Tshabalala-Msimang, who shed tears at Mbeki's valedictory cabinet briefing, has been re-deployed as head of communications in the President's office. Her courageously outspoken and short-lived former deputy, Nozizwe Madlala-Routledge, sacked for standing up to Mbeki/Tshabalala-Msimang ideology, has catapulted past her to be elected Deputy Speaker of the National Assembly.

Hogan told journalists that she would focus on 'just a couple of achievables' during her potentially short tenure, concentrating on HIV/AIDS 'and all the strains it places on the health system' and accelerating the ARV rollout by 'mobilising every sector of society'.

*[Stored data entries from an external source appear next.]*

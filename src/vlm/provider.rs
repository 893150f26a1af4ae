use std::sync::Arc;

use async_trait::async_trait;
use image::DynamicImage;

use crate::errors::BotResult;
use crate::vlm::types::VlmResult;

/// A vision-language model that can describe a screenshot.
#[async_trait]
pub trait VisionModel: Send + Sync {
    fn name(&self) -> &str;

    /// Probes the backend. Returns whether the model can be used.
    async fn initialize(&self) -> bool;

    fn is_available(&self) -> bool;

    /// Analyses an image. Transport failures come back as an unsuccessful
    /// [`VlmResult`], not as `Err`.
    async fn analyze(&self, image: Arc<DynamicImage>, prompt: &str) -> VlmResult;

    /// Text-only completion, used for prompt optimisation.
    async fn complete(&self, prompt: &str) -> BotResult<String>;
}
impl Session {
    pub fn build(config: AppConfig, dry_run: bool, force_vlm: bool) -> BotResult<Self> {
        let device = Arc::new(DeviceConnector::from_config(&config)?);

        let library = TemplateLibrary::load(&config.template_dir())?;
        let matcher = TemplateMatcher::new(
            Arc::new(library),
            config.vision.threshold,
            config.vision.nms_threshold,
            config.vision.max_results,
        );
        let controller = Arc::new(GameController::new(
            device.clone(),
            matcher,
            ControllerSettings::from_config(&config.controller),
            dry_run,
        ));
        let automation = Arc::new(AutomationService::new(
            device.clone(),
            config.automation.execution_mode,
            Arc::new(StdinApprover),
        ));

        let manager = if config.vision.use_vlm || force_vlm {
            let client = OllamaClient::new(config.vlm.clone())?;
            Some(AnalysisManager::new(Arc::new(client), ManagerSettings::from_config(&config)))
        } else {
            None
        };

        let mut assistant = GameAssistant::new(
            controller,
            automation,
            manager,
            Duration::from_secs(config.analysis.result_timeout),
        );
        if let Some(path) = &config.vision.keyword_templates {
            match KeywordMatcher::load(path) {
                Ok(keywords) => assistant = assistant.with_keywords(Arc::new(keywords)),
                Err(e) => tracing::warn!(path = %path.display(), error = %e, "keyword templates not loaded"),
            }
        }

        Ok(Self {
            config,
            device,
            assistant: Arc::new(assistant),
        })
    }

    pub async fn open(&self) -> BotResult<()> {
        let info = self.device.connect().await?;
        tracing::info!(
            backend = self.device.backend_name(),
            device = %info.name,
            width = info.screen_size.0,
            height = info.screen_size.1,
            "device connected"
        );
        if self.assistant.start().await {
            tracing::info!("VLM analysis enabled");
        }
        Ok(())
    }

    pub fn task_manager(&self) -> TaskManager {
        TaskManager::new(
            self.assistant.controller().clone(),
            self.assistant.automation().clone(),
        )
    }

    pub async fn close(&self) {
        if let Err(e) = self.assistant.stop().await {
            tracing::warn!(error = %e, "disconnect failed");
        }
    }
}

fn print_json<T: serde::Serialize>(value: &T) -> BotResult<()> {
    println!("{}", serde_json::to_string_pretty(value)?);
    Ok(())
}

fn print_suggestions(suggestions: &[ActionSuggestion]) {
    if suggestions.is_empty() {
        println!("no suggestions");
        return;
    }
    for (i, s) in suggestions.iter().enumerate() {
        let target = s
            .target
            .as_ref()
            .map(|t| format!(" -> {}", t.name))
            .unwrap_or_default();
        println!(
            "{:>2}. [{:?}] {} (priority {}, confidence {:.2}){}",
            i + 1,
            s.action_type,
            s.description,
            s.priority,
            s.confidence,
            target
        );
    }
}

pub async fn dispatch(config: AppConfig, command: Command) -> BotResult<()> {
    match command {
        Command::Tunneld { action } => tunneld(&config, action).await,
        Command::Run(args) => {
            let session = Session::build(config, args.dry_run, false)?;
            run_session(&session, &args).await
        }
        command => {
            let force_vlm = matches!(command, Command::Analyze { vlm: true, .. });
            let session = Session::build(config, false, force_vlm)?;
            session.open().await?;
            let result = one_shot(&session, command).await;
            session.close().await;
            result
        }
    }
}

async fn one_shot(session: &Session, command: Command) -> BotResult<()> {
    let assistant = &session.assistant;
    match command {
        Command::Analyze { save, .. } => {
            let analysis = assistant.analyze_current_screen().await?;
            print_json(&analysis)?;
            if let Some(path) = save {
                let shot = assistant.controller().screenshot(false).await?;
                let png = annotate_png(&shot, &analysis.elements)?;
                tokio::fs::write(&path, png).await?;
                println!("annotated screenshot written to {}", path.display());
            }
        }
        Command::Suggest => print_suggestions(&assistant.game_suggestions().await?),
        Command::Find { name } => match assistant.find_game_element(&name).await? {
            Some(el) => print_json(&el)?,
            None => println!("{name} not found"),
        },
        Command::Screenshot { path } => {
            let shot = session.device.screenshot().await?;
            session.device.save_screenshot(&shot, &path).await?;
            println!("{}x{} screenshot written to {}", shot.width(), shot.height(), path.display());
        }
        Command::Stats => print_stats(session).await?,
        Command::Interactive => interactive(session).await?,
        Command::Workflow {
            elements,
            timeout,
            pause_ms,
        } => {
            let manager = session.task_manager();
            tap_workflow(
                &manager,
                CLI_WORKFLOW,
                &elements,
                Duration::from_secs(timeout),
                Duration::from_millis(pause_ms),
            )?;
            let completed = manager.execute_task(CLI_WORKFLOW).await?;
            if let Some(progress) = manager.progress(CLI_WORKFLOW) {
                print_json(&progress)?;
            }
            if !completed {
                return Err(BotError::Task(format!("workflow over {} did not complete", elements.join(", "))));
            }
        }
        Command::Run(_) | Command::Tunneld { .. } => {
            return Err(BotError::Validation("not a one-shot command".into()));
        }
    }
    Ok(())
}

/// One tap step per element with a pause step between neighbours.
fn tap_workflow(manager: &TaskManager, id: &str, elements: &[String], timeout: Duration, pause: Duration) -> BotResult<()> {
    manager.create_task(id, "tap sequence", &elements.join(" -> "))?;
    for (i, element) in elements.iter().enumerate() {
        if i > 0 && !pause.is_zero() {
            manager.add_wait_step(id, &format!("pause {i}"), pause)?;
        }
        manager.add_tap_element_step(id, &format!("tap {element}"), element, timeout)?;
    }
    Ok(())
}

async fn print_stats(session: &Session) -> BotResult<()> {
    print_json(&serde_json::json!({
        "device": session.device.statistics(),
        "assistant": session.assistant.statistics().await,
    }))
}
pub mod army;
pub mod land;
pub mod loop_control;
pub mod resource;
pub mod scheduler;
pub mod workflow;

use std::time::Duration;

use async_trait::async_trait;
use serde::Serialize;

use crate::errors::BotResult;
use crate::game::GameController;

pub use army::ArmyMovementTask;
pub use land::LandOccupationTask;
pub use loop_control::{LoopController, StopReason};
pub use resource::ResourceCollectionTask;
pub use scheduler::{CycleReport, TaskScheduler};
pub use workflow::{TaskCondition, TaskManager, TaskStatus};

#[derive(Debug, Clone, Copy, PartialEq, Eq, Hash, Serialize)]
#[serde(rename_all = "snake_case")]
pub enum TaskKind {
    LandOccupation,
    ArmyMovement,
    ResourceCollection,
}

impl TaskKind {
    pub fn as_str(&self) -> &'static str {
        match self {
            TaskKind::LandOccupation => "land_occupation",
            TaskKind::ArmyMovement => "army_movement",
            TaskKind::ResourceCollection => "resource_collection",
        }
    }
}

/// Which tasks `run --task` enables.
#[derive(Debug, Clone, Copy, PartialEq, Eq, clap::ValueEnum)]
pub enum TaskSelection {
    Land,
    Army,
    Resource,
    All,
}

impl TaskSelection {
    pub fn includes(&self, kind: TaskKind) -> bool {
        match self {
            TaskSelection::All => true,
            TaskSelection::Land => kind == TaskKind::LandOccupation,
            TaskSelection::Army => kind == TaskKind::ArmyMovement,
            TaskSelection::Resource => kind == TaskKind::ResourceCollection,
        }
    }
}

/// A periodic game chore run by the [`TaskScheduler`].
#[async_trait]
pub trait GameTask: Send {
    fn kind(&self) -> TaskKind;

    fn name(&self) -> &str {
        self.kind().as_str()
    }

    fn enabled(&self) -> bool;

    fn set_enabled(&mut self, enabled: bool);

    /// Minimum time between two executions.
    fn interval(&self) -> Duration;

    /// `Ok(false)` is an ordinary miss, `Err` a broken run.
    async fn execute(&mut self, controller: &GameController) -> BotResult<bool>;

    fn reset(&mut self);
}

Other priorities were enhancing the capacity of provinces, boosting morale by improving working conditions for health care professionals and applying her financial and economic background to issues like overall health care funding. The private health care industry immediately expressed enthusiasm at the prospect of working with her as she in turn labelled this an area she was 'very interested in'. The captains of this industry might do well to look to their laurels in future negotiations. Hogan is unlikely to deviate much from current policy, given the vast inequities in access to health care.

Of the faltering public health care sector Hogan neatly summed up her approach thus: 'I want to help create a system that is functional to people who are using it'.

If ever a health minister had a public blank cheque to write on, it is Hogan, thanks in no small measure to her predecessor - and a public hungry for basic health care delivery.